**Exercise requirements**
Match the string "Create" against each line below, and copy every line that matches.

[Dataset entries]
»»

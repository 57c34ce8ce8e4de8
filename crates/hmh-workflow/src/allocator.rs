//! Assignment allocation.
//!
//! Each activity carries a subcollection of assignment rows, one per
//! consultant, whose `allocationPercentage` values sum to at most 100.
//! The allocator reads the existing rows, runs the assignment rules,
//! and appends the new row with snapshot copies of the consultant's
//! name and document number.
//!
//! Callers must hold the activity's lock across the call; the read and
//! the append are not otherwise atomic.

use std::sync::Arc;

use uuid::Uuid;

use hmh_core::{Activity, ActivityAssignment, ActivityId, Timestamp, User, WorkflowError};
use hmh_store::{add_doc, list_docs, CollectionPath, DocumentStore};
use hmh_validate::activity::validate_activity_assignment;

/// Reader/writer over each activity's `assignments` subcollection.
#[derive(Clone)]
pub struct AssignmentAllocator {
    store: Arc<dyn DocumentStore>,
}

impl AssignmentAllocator {
    pub fn new(store: Arc<dyn DocumentStore>) -> Self {
        Self { store }
    }

    /// List the assignment rows of `activity_id` in append order.
    pub async fn list(&self, activity_id: ActivityId) -> Result<Vec<ActivityAssignment>, WorkflowError> {
        Ok(list_docs(
            self.store.as_ref(),
            &CollectionPath::activity_assignments(activity_id),
        )
        .await?)
    }

    /// Allocate `percentage` of `activity` to `provider` and persist the
    /// row. Rejects any allocation that would push the total past 100%.
    ///
    /// Caller holds the activity lock.
    pub async fn assign(
        &self,
        activity: &Activity,
        provider: &User,
        percentage: u8,
    ) -> Result<ActivityAssignment, WorkflowError> {
        let existing = self.list(activity.id).await?;
        validate_activity_assignment(activity, provider, percentage, &existing).into_result()?;

        let assignment = ActivityAssignment {
            id: Uuid::new_v4(),
            activity_id: activity.id,
            provider_id: provider.id,
            provider_document: provider.document_snapshot(),
            provider_name: provider.name.clone(),
            allocation_percentage: percentage,
            assigned_at: Timestamp::now(),
        };
        let id = assignment.id.to_string();
        add_doc(
            self.store.as_ref(),
            &CollectionPath::activity_assignments(activity.id),
            &id,
            &assignment,
        )
        .await?;
        Ok(assignment)
    }
}
//! # Temporal Types — UTC-Only Timestamps
//!
//! Defines [`Timestamp`], a UTC-only timestamp truncated to seconds
//! precision, rendered as ISO8601 with `Z` suffix. Every dated field in
//! the workflow — request dates, assignment times, bitácora entries,
//! payment dates — uses this type, so audit ordering is total and
//! serialized documents carry one canonical format.
//!
//! Date-only comparisons (the "required date may not be in the past"
//! rule) go through [`Timestamp::date_utc()`] rather than ad-hoc string
//! slicing.

use chrono::{DateTime, NaiveDate, Timelike, Utc};
use serde::{Deserialize, Serialize};

use crate::error::WorkflowError;

/// A UTC-only timestamp, truncated to seconds precision.
///
/// # Construction
///
/// - [`Timestamp::now()`] — current UTC time, truncated.
/// - [`Timestamp::from_utc()`] — from a `DateTime<Utc>`, truncating sub-seconds.
/// - [`Timestamp::parse()`] — from an RFC 3339 string, any offset, normalized to UTC.
#[derive(Debug, Clone, Copy, PartialEq, Eq, PartialOrd, Ord, Hash, Serialize, Deserialize)]
pub struct Timestamp(DateTime<Utc>);

impl Timestamp {
    /// Create a timestamp from the current UTC time, truncated to seconds.
    pub fn now() -> Self {
        Self(truncate_to_seconds(Utc::now()))
    }

    /// Create a timestamp from a `chrono::DateTime<Utc>`, truncating sub-seconds.
    pub fn from_utc(dt: DateTime<Utc>) -> Self {
        Self(truncate_to_seconds(dt))
    }

    /// Parse a timestamp from an RFC 3339 string.
    ///
    /// Accepts any timezone offset and converts to UTC; the result always
    /// carries seconds precision. External documents are ingested through
    /// this path, so a `+05:00` upload timestamp and its `Z` equivalent
    /// compare equal.
    pub fn parse(s: &str) -> Result<Self, WorkflowError> {
        let dt = DateTime::parse_from_rfc3339(s).map_err(|e| {
            WorkflowError::Validation(vec![format!("Fecha inválida {s:?}: {e}")])
        })?;
        Ok(Self(truncate_to_seconds(dt.with_timezone(&Utc))))
    }

    /// Access the inner `DateTime<Utc>`.
    pub fn as_datetime(&self) -> &DateTime<Utc> {
        &self.0
    }

    /// The UTC calendar date of this instant, for date-only rules.
    pub fn date_utc(&self) -> NaiveDate {
        self.0.date_naive()
    }

    /// Unix epoch milliseconds, used for display order numbers.
    pub fn epoch_millis(&self) -> i64 {
        self.0.timestamp_millis()
    }

    /// Render as ISO8601 with Z suffix (e.g., `2026-01-15T12:00:00Z`).
    pub fn to_iso8601(&self) -> String {
        self.0.format("%Y-%m-%dT%H:%M:%SZ").to_string()
    }

    /// Render the date component only (e.g., `2026-01-15`), the format the
    /// request-date field is displayed in.
    pub fn to_date_string(&self) -> String {
        self.0.format("%Y-%m-%d").to_string()
    }
}

impl std::fmt::Display for Timestamp {
    fn fmt(&self, f: &mut std::fmt::Formatter<'_>) -> std::fmt::Result {
        f.write_str(&self.to_iso8601())
    }
}

/// Truncate a `DateTime<Utc>` to seconds precision (discard nanoseconds).
fn truncate_to_seconds(dt: DateTime<Utc>) -> DateTime<Utc> {
    dt.with_nanosecond(0).unwrap_or(dt)
}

««

**Written reply**
    /// Create a timestamp from the current UTC time, truncated to seconds.
    /// Create a timestamp from a `chrono::DateTime<Utc>`, truncating sub-seconds.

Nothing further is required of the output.